BEGIN Data shown

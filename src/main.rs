mod cli;
mod core;
mod features;
mod shared;

use crate::cli::{Cli, Command};
use crate::core::config::Config;
use crate::core::openapi::{ApiDoc, SwaggerInfoModifier};
use crate::core::{database, middleware};
use crate::features::locations::{routes as locations_routes, LocationService};
use axum::extract::DefaultBodyLimit;
use axum::Router;
use clap::Parser;
use std::sync::Arc;
use tower_http::request_id::{PropagateRequestIdLayer, SetRequestIdLayer};
use tower_http::trace::{DefaultOnRequest, DefaultOnResponse, TraceLayer};
use tracing::Level;
use tracing_subscriber::{layer::SubscriberExt, util::SubscriberInitExt};
use utoipa::Modify;
use utoipa::OpenApi;
use utoipa_swagger_ui::SwaggerUi;

fn main() -> anyhow::Result<()> {
    let cli = Cli::parse();

    // Build Tokio runtime with configurable worker threads
    let worker_threads = std::env::var("TOKIO_WORKER_THREADS")
        .ok()
        .and_then(|s| s.parse().ok())
        .unwrap_or_else(|| {
            std::thread::available_parallelism()
                .map(|p| p.get())
                .unwrap_or(4)
        });

    let runtime = tokio::runtime::Builder::new_multi_thread()
        .worker_threads(worker_threads)
        .max_blocking_threads(worker_threads * 4)
        .enable_all()
        .build()?;

    runtime.block_on(async_main(cli.command(), worker_threads))
}

async fn async_main(command: Command, worker_threads: usize) -> anyhow::Result<()> {
    // Load .env file BEFORE initializing logger so RUST_LOG is available
    let _ = dotenvy::dotenv();

    tracing_subscriber::registry()
        .with(
            tracing_subscriber::EnvFilter::try_from_default_env().unwrap_or_else(|_| "info".into()),
        )
        .with(tracing_subscriber::fmt::layer())
        .init();

    let config = Config::from_env().map_err(|e| anyhow::anyhow!(e))?;
    tracing::info!("Configuration loaded successfully");

    // A database that cannot be opened is fatal for every command
    let pool = database::create_pool(&config.database)
        .await
        .map_err(|e| anyhow::anyhow!("Failed to open database {}: {}", config.database.url, e))?;
    tracing::info!("Database connection pool created: {}", config.database.url);

    let location_service = Arc::new(LocationService::new(pool));
    location_service
        .ensure_schema()
        .await
        .map_err(|e| anyhow::anyhow!("Schema initialization failed: {}", e))?;
    tracing::info!("Locations table ready");

    match command {
        Command::SeedExample => {
            location_service
                .insert_example()
                .await
                .map_err(|e| anyhow::anyhow!("Example insert failed: {}", e))?;
            Ok(())
        }
        Command::Serve => serve(config, location_service, worker_threads).await,
    }
}

async fn serve(
    config: Config,
    location_service: Arc<LocationService>,
    worker_threads: usize,
) -> anyhow::Result<()> {
    let available_cpus = std::thread::available_parallelism()
        .map(|p| p.get())
        .unwrap_or(1);
    tracing::info!(
        "System info: available_cpus={}, tokio_worker_threads={}, pid={}",
        available_cpus,
        worker_threads,
        std::process::id()
    );

    // Build swagger router with config-driven info
    let swagger_modifier = SwaggerInfoModifier {
        title: config.swagger.title.clone(),
        version: config.swagger.version.clone(),
        description: config.swagger.description.clone(),
    };

    let mut openapi = ApiDoc::openapi();
    swagger_modifier.modify(&mut openapi);

    let swagger =
        Router::new().merge(SwaggerUi::new("/swagger-ui").url("/api-docs/openapi.json", openapi));

    // Simple health check endpoint (no storage access)
    async fn health_check() -> axum::http::StatusCode {
        axum::http::StatusCode::OK
    }
    let health_route = Router::new().route("/health", axum::routing::get(health_check));

    let app = Router::new()
        .merge(swagger)
        .merge(locations_routes::routes(location_service))
        .merge(health_route)
        .layer(DefaultBodyLimit::max(config.app.max_request_body_size))
        .layer(middleware::cors_layer(
            config.app.cors_allowed_origins.clone(),
        ))
        // Propagate X-Request-Id to response headers
        .layer(PropagateRequestIdLayer::x_request_id())
        .layer(
            TraceLayer::new_for_http()
                .make_span_with(middleware::MakeSpanWithRequestId)
                .on_request(DefaultOnRequest::new().level(Level::INFO))
                .on_response(DefaultOnResponse::new().level(Level::INFO)),
        )
        // Generate X-Request-Id using UUID v7 (or use client-provided one)
        .layer(SetRequestIdLayer::x_request_id(middleware::MakeRequestUuid));

    let addr = config.app.server_address();
    let socket_addr: std::net::SocketAddr = addr
        .parse()
        .map_err(|e| anyhow::anyhow!("Invalid address: {}", e))?;

    let socket = socket2::Socket::new(
        socket2::Domain::for_address(socket_addr),
        socket2::Type::STREAM,
        Some(socket2::Protocol::TCP),
    )?;

    socket.set_reuse_address(true)?;
    #[cfg(unix)]
    socket.set_reuse_port(true)?;
    socket.set_nodelay(true)?;

    socket.set_recv_buffer_size(256 * 1024)?;
    socket.set_send_buffer_size(256 * 1024)?;

    #[cfg(target_os = "linux")]
    {
        let keepalive = socket2::TcpKeepalive::new()
            .with_time(std::time::Duration::from_secs(60))
            .with_interval(std::time::Duration::from_secs(10))
            .with_retries(3);
        socket.set_tcp_keepalive(&keepalive)?;
    }
    #[cfg(not(target_os = "linux"))]
    {
        let keepalive = socket2::TcpKeepalive::new().with_time(std::time::Duration::from_secs(60));
        socket.set_tcp_keepalive(&keepalive)?;
    }

    socket.set_nonblocking(true)?;
    socket.bind(&socket_addr.into())?;
    socket.listen(65535)?;

    let listener = tokio::net::TcpListener::from_std(socket.into())?;
    tracing::info!("Server listening on {}", format!("http://{}", addr));
    tracing::info!(
        "Swagger UI available at {}",
        format!("http://{}/swagger-ui/", addr)
    );

    axum::serve(listener, app).await?;

    Ok(())
}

END Data shown

● What the exercise asks: Go through the material above and return each line that holds the word "anyhow".

● Answer area:
fn main() -> anyhow::Result<()> {
async fn async_main(command: Command, worker_threads: usize) -> anyhow::Result<()> {
    let config = Config::from_env().map_err(|e| anyhow::anyhow!(e))?;
        .map_err(|e| anyhow::anyhow!("Failed to open database {}: {}", config.database.url, e))?;
        .map_err(|e| anyhow::anyhow!("Schema initialization failed: {}", e))?;
                .map_err(|e| anyhow::anyhow!("Example insert failed: {}", e))?;
) -> anyhow::Result<()> {
        .map_err(|e| anyhow::anyhow!("Invalid address: {}", e))?;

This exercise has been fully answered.